Work item:
In the records below, pick out all lines containing the word "serde".

Information given:

//! Error types for timecode parsing and construction.

use thiserror::Error;

/// Error type for timecode operations.
///
/// Every failure is synchronous and surfaced at the offending call; an
/// operation either produces a fully consistent value or nothing.
#[derive(Error, Debug, Clone, PartialEq)]
pub enum TimecodeError {
    /// The mode name is not one of the eight known modes.
    #[error("invalid timecode mode: {0:?}")]
    InvalidMode(String),

    /// The string does not match `DD:DD:DD:DD` (`:`, `;`, and `.` separators
    /// are interchangeable).
    #[error("invalid timecode string: {0:?}")]
    InvalidFormat(String),

    /// A field parsed correctly but exceeds its bound for the given mode.
    #[error("timecode {field} value {value} out of range (max {max})")]
    FieldOutOfRange {
        field: &'static str,
        value: i64,
        max: i64,
    },

    /// A frame count supplied as a float is not a whole number.
    #[error("invalid frame count: {0}")]
    InvalidCount(f64),

    /// Construction was given neither a string nor a count.
    #[error("timecode string and frame count both absent")]
    MissingInput,
}

/// Result type alias for timecode operations.
pub type Result<T> = std::result::Result<T, TimecodeError>;
//! Timecode addresses: conversion between frame counts and `HH:MM:SS:FF`
//! strings.
//!
//! A frame count is the offset of a frame from the zeroth frame of a 24-hour
//! cycle; a timecode string names the same position in hours, minutes,
//! seconds, and frames. Conversion in both directions depends on the mode's
//! [`ModeCounts`](crate::ModeCounts) radix constants. In drop-frame modes
//! some strings are not legal addresses (their frame numbers are dropped at
//! minute boundaries); rendering corrects those to the nearest legal address,
//! while duration rendering keeps the literal positional breakdown.

use serde::{Deserialize, Serialize};
use std::cmp::Ordering;
use std::fmt;
use std::hash::{Hash, Hasher};

use crate::error::{Result, TimecodeError};
use crate::mode::Mode;

/// Rendering semantics for a frame count.
#[derive(Debug, Clone, Copy, PartialEq, Eq)]
enum Style {
    /// An absolute position; drop-frame-illegal addresses are corrected.
    Address,
    /// An elapsed span; no correction, every count renders literally.
    Duration,
}

/// One timecode address: a mode, a normalized frame count, and the canonical
/// string rendering of that count.
///
/// The three fields are mutually consistent by construction: the string is
/// always recomputed from the count, never taken verbatim from caller input,
/// so an illegal drop-frame address given as input comes back corrected.
///
/// Serialization carries only the mode and count; deserialization rebuilds
/// the string, so the consistency invariant survives round-trips.
#[derive(Debug, Clone, Serialize, Deserialize)]
#[serde(from = "TimecodeRepr", into = "TimecodeRepr")]
pub struct Timecode {
    mode: Mode,
    count: i64,
    string: String,
}

/// Wire form of a [`Timecode`]: mode and count only.
#[derive(Serialize, Deserialize)]
struct TimecodeRepr {
    mode: Mode,
    count: i64,
}

impl From<Timecode> for TimecodeRepr {
    fn from(tc: Timecode) -> Self {
        Self {
            mode: tc.mode,
            count: tc.count,
        }
    }
}

impl From<TimecodeRepr> for Timecode {
    fn from(repr: TimecodeRepr) -> Self {
        Timecode::from_count(repr.mode, repr.count)
    }
}

// ── Conversions ────────────────────────────────────────────────

impl Timecode {
    /// Wrap a frame count into `[0, fp24h)` for the given mode.
    ///
    /// Negative counts and counts past 24 hours wrap around; the result is
    /// idempotent under further normalization.
    #[inline]
    pub fn normalize(mode: Mode, count: i64) -> i64 {
        count.rem_euclid(mode.counts().fp24h)
    }

    /// Render a frame count as a timecode address string.
    ///
    /// The count is normalized first. In drop-frame modes the rendered
    /// address skips the dropped frame numbers, so e.g. 1798 frames of
    /// `Fps30Df` renders as `"00:00:59:28"`, not `"00:01:00:00"`.
    pub fn count_to_string(mode: Mode, count: i64) -> String {
        render(mode, count, Style::Address)
    }

    /// Render a frame count as a duration string.
    ///
    /// A duration (typically the difference of two counts) is a literal
    /// positional breakdown with no drop-frame correction: 1798 frames of
    /// `Fps30Df` is one minute, `"00:01:00:00"`, even though that string is
    /// not a legal `Fps30Df` address.
    pub fn string_as_duration(mode: Mode, count: i64) -> String {
        render(mode, count, Style::Duration)
    }

    /// Compute a frame count from a timecode string.
    ///
    /// The string must be four two-digit fields separated by `:`, `;`, or
    /// `.` (interchangeably), with hours < 24, minutes < 60, seconds < 60,
    /// and frames below the mode's rate. The count is a direct positional
    /// weighted sum; no drop-frame correction is applied in this direction,
    /// so an illegal drop-frame address still converts to a count. Rendering
    /// that count back yields the corrected string.
    pub fn string_to_count(mode: Mode, string: &str) -> Result<i64> {
        parse(mode, string)
    }
}

// ── Construction ───────────────────────────────────────────────

impl Timecode {
    /// Construct from an optional string and an optional count.
    ///
    /// A supplied count takes precedence: it is normalized and the string
    /// argument is ignored entirely, even if malformed. With no count the
    /// string is parsed and errors propagate. Both absent is
    /// [`TimecodeError::MissingInput`].
    pub fn new(mode: Mode, string: Option<&str>, count: Option<i64>) -> Result<Self> {
        match (string, count) {
            (_, Some(count)) => Ok(Self::from_count(mode, count)),
            (Some(string), None) => Self::from_string(mode, string),
            (None, None) => Err(TimecodeError::MissingInput),
        }
    }

    /// Construct from a frame count. Infallible; the count is normalized.
    pub fn from_count(mode: Mode, count: i64) -> Self {
        let count = Self::normalize(mode, count);
        let string = Self::count_to_string(mode, count);
        Self {
            mode,
            count,
            string,
        }
    }

    /// Construct from a timecode string.
    ///
    /// The stored string is re-rendered from the parsed count, so an illegal
    /// drop-frame address comes back as its corrected canonical form.
    pub fn from_string(mode: Mode, string: &str) -> Result<Self> {
        let count = Self::string_to_count(mode, string)?;
        Ok(Self::from_count(mode, count))
    }

    /// Construct from a frame count supplied as a float, as arrives from
    /// scripting or UI layers. Non-finite or fractional values fail with
    /// [`TimecodeError::InvalidCount`].
    pub fn from_count_f64(mode: Mode, count: f64) -> Result<Self> {
        if !count.is_finite() || count.fract() != 0.0 {
            return Err(TimecodeError::InvalidCount(count));
        }
        Ok(Self::from_count(mode, count as i64))
    }
}

// ── Accessors & instance operations ────────────────────────────

impl Timecode {
    /// The mode this address was constructed under.
    #[inline]
    pub fn mode(&self) -> Mode {
        self.mode
    }

    /// The normalized frame count, in `[0, fp24h)`.
    #[inline]
    pub fn count(&self) -> i64 {
        self.count
    }

    /// The canonical `HH:MM:SS:FF` address string.
    #[inline]
    pub fn as_str(&self) -> &str {
        &self.string
    }

    /// The next address in the sequence. The last frame of the 24-hour
    /// cycle wraps to `"00:00:00:00"`.
    pub fn succ(&self) -> Self {
        Self::from_count(self.mode, self.count + 1)
    }

    /// This value's count rendered with duration semantics.
    pub fn as_duration(&self) -> String {
        Self::string_as_duration(self.mode, self.count)
    }
}

impl fmt::Display for Timecode {
    fn fmt(&self, f: &mut fmt::Formatter<'_>) -> fmt::Result {
        f.write_str(&self.string)
    }
}

impl AsRef<str> for Timecode {
    fn as_ref(&self) -> &str {
        &self.string
    }
}

// Equality, ordering, and hashing compare the rendered string only, never
// mode or count: a drop-frame and a non-drop-frame value whose addresses
// coincide are equal even though their counts differ.

impl PartialEq for Timecode {
    fn eq(&self, other: &Self) -> bool {
        self.string == other.string
    }
}

impl Eq for Timecode {}

impl PartialOrd for Timecode {
    fn partial_cmp(&self, other: &Self) -> Option<Ordering> {
        Some(self.cmp(other))
    }
}

impl Ord for Timecode {
    fn cmp(&self, other: &Self) -> Ordering {
        self.string.cmp(&other.string)
    }
}

impl Hash for Timecode {
    fn hash<H: Hasher>(&self, state: &mut H) {
        self.string.hash(state);
    }
}

// ── Conversion internals ───────────────────────────────────────

fn render(mode: Mode, count: i64, style: Style) -> String {
    let c = mode.counts();
    let count = count.rem_euclid(c.fp24h);

    let hours = count / c.fph;
    let mut rem = count % c.fph;
    let tens_mins = rem / c.fptm;
    rem %= c.fptm;
    let mut units_mins = rem / c.fpm;
    rem %= c.fpm;

    // Addresses skip the frame numbers dropped at every minute that is not
    // a multiple of ten, so a count landing on a dropped number belongs to
    // the tail of the previous minute. Durations render literally.
    let dropped = mode.dropped_frames_per_minute();
    if style == Style::Address && dropped > 0 && units_mins > 0 && rem < dropped {
        units_mins -= 1;
        rem += c.fpm;
    }

    let secs = rem / c.fps;
    let frms = rem % c.fps;

    format!("{hours:02}:{tens_mins}{units_mins}:{secs:02}:{frms:02}")
}

const SEPARATORS: [u8; 3] = [b':', b';', b'.'];

// Fixed-offset field parsing of "DD?DD?DD?DD" where ? is any separator.
// Byte indexing is safe: every accepted byte is ASCII, and any multi-byte
// character fails the digit/separator checks.
fn parse(mode: Mode, s: &str) -> Result<i64> {
    let bytes = s.as_bytes();
    if bytes.len() != 11 {
        return Err(TimecodeError::InvalidFormat(s.to_owned()));
    }
    if !SEPARATORS.contains(&bytes[2])
        || !SEPARATORS.contains(&bytes[5])
        || !SEPARATORS.contains(&bytes[8])
    {
        return Err(TimecodeError::InvalidFormat(s.to_owned()));
    }

    let digit = |i: usize| -> Result<i64> {
        let b = bytes[i];
        if b.is_ascii_digit() {
            Ok(i64::from(b - b'0'))
        } else {
            Err(TimecodeError::InvalidFormat(s.to_owned()))
        }
    };

    let hours = digit(0)? * 10 + digit(1)?;
    // minutes stay split into digits: fptm weights the tens digit, fpm the
    // units digit
    let tens_mins = digit(3)?;
    let units_mins = digit(4)?;
    let secs = digit(6)? * 10 + digit(7)?;
    let frms = digit(9)? * 10 + digit(10)?;

    let c = mode.counts();
    let bound = |field: &'static str, value: i64, max: i64| -> Result<()> {
        if value > max {
            Err(TimecodeError::FieldOutOfRange { field, value, max })
        } else {
            Ok(())
        }
    };
    bound("hours", hours, 23)?;
    bound("minutes", tens_mins * 10 + units_mins, 59)?;
    bound("seconds", secs, 59)?;
    bound("frames", frms, c.fps - 1)?;

    Ok(hours * c.fph + tens_mins * c.fptm + units_mins * c.fpm + secs * c.fps + frms)
}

Result:
use serde::{Deserialize, Serialize};
#[serde(from = "TimecodeRepr", into = "TimecodeRepr")]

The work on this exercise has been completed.